CONNECTICUT, USA — A warning for the Connecticut consumer about a critical drug shortage in the treatment of asthma and other respiratory illnesses. Albuterol is disappearing from pharmacy shelves. It’s a problem that could get worse before it gets better.
We are heading into Spring allergy season. It’s a trigger for many asthmatics. FOX61 discovered this Albuterol shortage is affecting mainly the liquid Albuterol used in a machine called a nebulizer, but to a lesser extent is also impacting the ability for people to obtain their personal tube inhalers.
Medication being in short supply is causing anxiety for Connecticut residents. Maria Lachance of Portland said.
“I take five major medications, and they are very important to me. I panic when I can’t get my medication,” said Lachance.

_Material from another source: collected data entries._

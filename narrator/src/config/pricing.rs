//! Centralized pricing configuration for TTS models.
//!
//! This module is the single source of truth for what one metered credit costs
//! in USD. Providers bill in credits (usually one per character, less on
//! discounted tiers); the orchestrator converts the credits actually charged
//! into dollars with these prices.
//!
//! Prices depend on the subscription plan, so every entry can be overridden
//! through the `pricing:` section of the YAML configuration.
//!
//! # Updates
//!
//! When provider pricing changes, update the constants in this file.

use std::collections::HashMap;
use std::sync::LazyLock;

/// USD per 1000 credits when a model has no table entry and no override.
pub const DEFAULT_PRICE_PER_1K: f64 = 0.24;

/// TTS pricing database, USD per 1000 credits.
/// Key format: "provider:model" (lowercase)
static TTS_PRICE_PER_1K: LazyLock<HashMap<&'static str, f64>> = LazyLock::new(|| {
    let mut m = HashMap::new();

    // -------------------------------------------------------------------------
    // ElevenLabs TTS
    // https://elevenlabs.io/pricing
    // -------------------------------------------------------------------------
    m.insert("elevenlabs:eleven_multilingual_v2", 0.24); // Creator plan
    m.insert("elevenlabs:eleven_multilingual_v1", 0.24);
    m.insert("elevenlabs:eleven_monolingual_v1", 0.24);
    m.insert("elevenlabs:eleven_v3", 0.24);
    // Half-credit models
    m.insert("elevenlabs:eleven_turbo_v2_5", 0.12);
    m.insert("elevenlabs:eleven_turbo_v2", 0.12);
    m.insert("elevenlabs:eleven_flash_v2_5", 0.08);
    m.insert("elevenlabs:eleven_flash_v2", 0.08);

    m
});

/// Price table with configuration overrides applied on top of the defaults.
///
/// Overrides are keyed by model id and expressed in USD per 1000 credits.
#[derive(Debug, Clone, Default)]
pub struct PriceBook {
    overrides: HashMap<String, f64>,
}

impl PriceBook {
    pub fn new(overrides: HashMap<String, f64>) -> Self {
        let overrides = overrides
            .into_iter()
            .map(|(model, price)| (model.to_lowercase(), price))
            .collect();
        Self { overrides }
    }

    /// USD per 1000 credits for `model`, honoring overrides first.
    pub fn price_per_1k(&self, provider: &str, model: &str) -> f64 {
        let model = model.to_lowercase();
        if let Some(price) = self.overrides.get(&model) {
            return *price;
        }
        let key = format!("{}:{}", provider.to_lowercase(), model);
        TTS_PRICE_PER_1K
            .get(key.as_str())
            .copied()
            .unwrap_or(DEFAULT_PRICE_PER_1K)
    }
}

From Amoxicillin and cold and flu medications to now, the critical respiratory drug Albuterol. It’s used to treat everything from asthma and COPD to COVID. “Every day I have a person that just spends his day looking at all these shortages,” remarked Greg McKenna, the owner of Nutmeg Pharmacies.
Here's what's causing the shortage. Akorn Pharmaceuticals, one of only two makers of liquid Albuterol in the United States, is bankrupt. It’s impacting hospitals the most. “Here in the hospital we’ve been monitoring our use to ensure that we have absolutely enough supply,” explained Doctor Melanie Sue Collins of Connecticut Children’s Medical Center.

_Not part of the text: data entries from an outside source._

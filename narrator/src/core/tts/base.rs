//! Provider-agnostic synthesis types.
//!
//! A [`SynthesisClient`] turns one chunk of text into audio bytes plus the
//! metadata the pipeline needs for billing and request linking. Clients are
//! plain values handed to the orchestrator; nothing here is global.

use async_trait::async_trait;
use bytes::Bytes;
use serde::{Deserialize, Serialize};
use thiserror::Error;

/// Maximum number of prior request ids a provider accepts for continuity.
pub const MAX_PREVIOUS_REQUEST_IDS: usize = 3;

/// Errors returned by a single synthesis attempt.
///
/// Only [`SynthesisError::Timeout`] is transient. Everything else usually
/// means bad input, bad credentials or an exhausted quota, which another
/// attempt will not fix.
#[derive(Debug, Error)]
pub enum SynthesisError {
    #[error("Timeout error: {0}")]
    Timeout(String),

    #[error("Network error: {0}")]
    Network(String),

    #[error("Authentication failed: {0}")]
    Authentication(String),

    #[error("Quota exceeded: {0}")]
    QuotaExceeded(String),

    #[error("Rate limited: {0}")]
    RateLimited(String),

    #[error("Invalid request: {0}")]
    InvalidRequest(String),

    #[error("Provider error ({status}): {message}")]
    Provider { status: u16, message: String },

    #[error("Invalid configuration: {0}")]
    InvalidConfiguration(String),

    #[error("I/O error: {0}")]
    Io(String),
}

impl SynthesisError {
    /// Whether the attempt may succeed if repeated after a backoff.
    pub fn is_transient(&self) -> bool {
        matches!(self, Self::Timeout(_))
    }

    /// Short machine-readable kind, stored on failed chunk records.
    pub fn kind(&self) -> &'static str {
        match self {
            Self::Timeout(_) => "timeout",
            Self::Network(_) => "network",
            Self::Authentication(_) => "authentication",
            Self::QuotaExceeded(_) => "quota_exceeded",
            Self::RateLimited(_) => "rate_limited",
            Self::InvalidRequest(_) => "invalid_request",
            Self::Provider { .. } => "provider",
            Self::InvalidConfiguration(_) => "invalid_configuration",
            Self::Io(_) => "io",
        }
    }
}

/// Result type for synthesis operations
pub type SynthesisResult<T> = Result<T, SynthesisError>;

// =============================================================================
// Voice configuration
// =============================================================================

/// Voice tuning parameters sent with every request.
#[derive(Debug, Clone, Copy, PartialEq, Serialize, Deserialize)]
pub struct VoiceSettings {
    /// Voice stability (0.0 to 1.0)
    pub stability: f32,
    /// Similarity boost (0.0 to 1.0)
    pub similarity_boost: f32,
    /// Style exaggeration (0.0 to 1.0)
    pub style: f32,
    /// Boost similarity to the original speaker
    pub use_speaker_boost: bool,
}

impl Default for VoiceSettings {
    fn default() -> Self {
        Self {
            stability: 0.5,
            similarity_boost: 0.8,
            style: 0.0,
            use_speaker_boost: true,
        }
    }
}

impl VoiceSettings {
    /// Check that every ratio lies in `[0, 1]`.
    pub fn validate(&self) -> Result<(), String> {
        for (name, value) in [
            ("stability", self.stability),
            ("similarity_boost", self.similarity_boost),
            ("style", self.style),
        ] {
            if !(0.0..=1.0).contains(&value) {
                return Err(format!("{name} must be between 0.0 and 1.0, got {value}"));
            }
        }
        Ok(())
    }
}

/// Audio encoding requested from the provider.
#[derive(Debug, Clone, Copy, PartialEq, Eq, Default, Serialize, Deserialize)]
pub enum AudioFormat {
    /// MP3, 44.1kHz, 128kbps (default)
    #[default]
    #[serde(rename = "mp3_44100_128")]
    Mp3_44100_128,
    /// MP3, 22.05kHz, 32kbps
    #[serde(rename = "mp3_22050_32")]
    Mp3_22050_32,
    /// Raw 16-bit mono PCM at 16kHz
    #[serde(rename = "pcm_16000")]
    Pcm16000,
    /// Raw 16-bit mono PCM at 22.05kHz
    #[serde(rename = "pcm_22050")]
    Pcm22050,
    /// Raw 16-bit mono PCM at 24kHz
    #[serde(rename = "pcm_24000")]
    Pcm24000,
    /// Raw 16-bit mono PCM at 44.1kHz
    #[serde(rename = "pcm_44100")]
    Pcm44100,
}

impl AudioFormat {
    /// Convert to the API parameter value.
    #[inline]
    pub fn as_str(&self) -> &'static str {
        match self {
            Self::Mp3_44100_128 => "mp3_44100_128",
            Self::Mp3_22050_32 => "mp3_22050_32",
            Self::Pcm16000 => "pcm_16000",
            Self::Pcm22050 => "pcm_22050",
            Self::Pcm24000 => "pcm_24000",
            Self::Pcm44100 => "pcm_44100",
        }
    }

    /// Whether the provider returns headerless PCM samples.
    #[inline]
    pub fn is_pcm(&self) -> bool {
        self.sample_rate_if_pcm().is_some()
    }

    /// Sample rate of PCM formats.
    pub fn sample_rate_if_pcm(&self) -> Option<u32> {
        match self {
            Self::Pcm16000 => Some(16_000),
            Self::Pcm22050 => Some(22_050),
            Self::Pcm24000 => Some(24_000),
            Self::Pcm44100 => Some(44_100),
            Self::Mp3_44100_128 | Self::Mp3_22050_32 => None,
        }
    }

    /// Extension of the files written for this format. PCM is stored as WAV.
    #[inline]
    pub fn file_extension(&self) -> &'static str {
        if self.is_pcm() { "wav" } else { "mp3" }
    }

    /// Value for the `Accept` header.
    #[inline]
    pub fn accept_header(&self) -> &'static str {
        if self.is_pcm() {
            "audio/pcm"
        } else {
            "audio/mpeg"
        }
    }
}

impl std::str::FromStr for AudioFormat {
    type Err = String;

    fn from_str(s: &str) -> Result<Self, Self::Err> {
        match s.trim().to_lowercase().as_str() {
            "mp3" | "mp3_44100_128" => Ok(Self::Mp3_44100_128),
            "mp3_22050_32" => Ok(Self::Mp3_22050_32),
            "pcm_16000" => Ok(Self::Pcm16000),
            "pcm_22050" => Ok(Self::Pcm22050),
            "pcm" | "wav" | "linear16" | "pcm_24000" => Ok(Self::Pcm24000),
            "pcm_44100" => Ok(Self::Pcm44100),
            other => Err(format!(
                "unknown output format '{other}' (expected mp3_44100_128, mp3_22050_32, \
                 pcm_16000, pcm_22050, pcm_24000 or pcm_44100)"
            )),
        }
    }
}

impl std::fmt::Display for AudioFormat {
    fn fmt(&self, f: &mut std::fmt::Formatter<'_>) -> std::fmt::Result {
        write!(f, "{}", self.as_str())
    }
}

/// Voice, model and encoding used for every chunk of a job.
#[derive(Debug, Clone, PartialEq, Serialize, Deserialize)]
pub struct VoiceConfig {
    /// Provider model id (e.g. "eleven_flash_v2_5")
    pub model_id: String,
    /// Provider voice id
    pub voice_id: String,
    /// Voice tuning
    pub settings: VoiceSettings,
    /// Requested audio encoding
    #[serde(default)]
    pub output_format: AudioFormat,
}

// =============================================================================
// Requests and responses
// =============================================================================

/// One synthesis request.
#[derive(Debug, Clone, Copy)]
pub struct SynthesisRequest<'a> {
    /// Chunk text
    pub text: &'a str,
    /// Voice configuration
    pub voice: &'a VoiceConfig,
    /// Request ids of the preceding chunks, oldest first
    pub previous_request_ids: &'a [String],
}

impl<'a> SynthesisRequest<'a> {
    pub fn new(text: &'a str, voice: &'a VoiceConfig) -> Self {
        Self {
            text,
            voice,
            previous_request_ids: &[],
        }
    }

    pub fn with_previous_request_ids(mut self, ids: &'a [String]) -> Self {
        self.previous_request_ids = ids;
        self
    }

    /// The most recent prior ids, bounded by [`MAX_PREVIOUS_REQUEST_IDS`].
    pub fn bounded_previous_request_ids(&self) -> &'a [String] {
        let ids = self.previous_request_ids;
        &ids[ids.len().saturating_sub(MAX_PREVIOUS_REQUEST_IDS)..]
    }
}

/// Audio and metadata returned by a successful attempt.
#[derive(Debug, Clone, Default)]
pub struct SynthesisOutput {
    /// Encoded audio, ready to be written to the chunk file
    pub audio: Bytes,
    /// Provider correlation id
    pub request_id: Option<String>,
    /// Credits actually charged, when the provider reports them
    pub credits_used: Option<u64>,
    /// Provider history entry, useful for support requests
    pub history_item_id: Option<String>,
    /// Server-side synthesis latency
    pub latency_ms: Option<u64>,
}

/// External TTS capability.
#[async_trait]
pub trait SynthesisClient: Send + Sync {
    /// Synthesize one chunk.
    async fn synthesize(&self, request: SynthesisRequest<'_>) -> SynthesisResult<SynthesisOutput>;

    /// Provider name, used to look up pricing and character budgets.
    fn provider_name(&self) -> &'static str;
}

Here's what is being done about it. The FDA is allowing certain facilities to make their own Albuterol through a process called ‘compounding.’ “We have contracted with one of those pharmacies to compound the Albuterol for us to ensure that we always have adequate supply,” explained Doctor Collins.
The FDA is also considering importing the drug from foreign manufacturers. “We definitely need to incentivize manufacturers to make drugs within the United States,” said McKenna.
McKenna told FOX61 the pharmaceutical industry is not only kneecapped by the lack of a domestic supply chain, but also by low reimbursement rates arbitrarily set by third-party pharmacy benefit managers. For example, a box of Albuterol costs McKenna $20, but he only gets reimbursed $4.76. “So I’m losing money to dispense it for the client,” said McKenna.
The FDA says it continues to monitor this Albuterol shortage but are limited in their authority since they can’t force private companies to increase production.
In total, the FDA lists nearly 300 medications that are either in short supply or recently resolved their supply issues.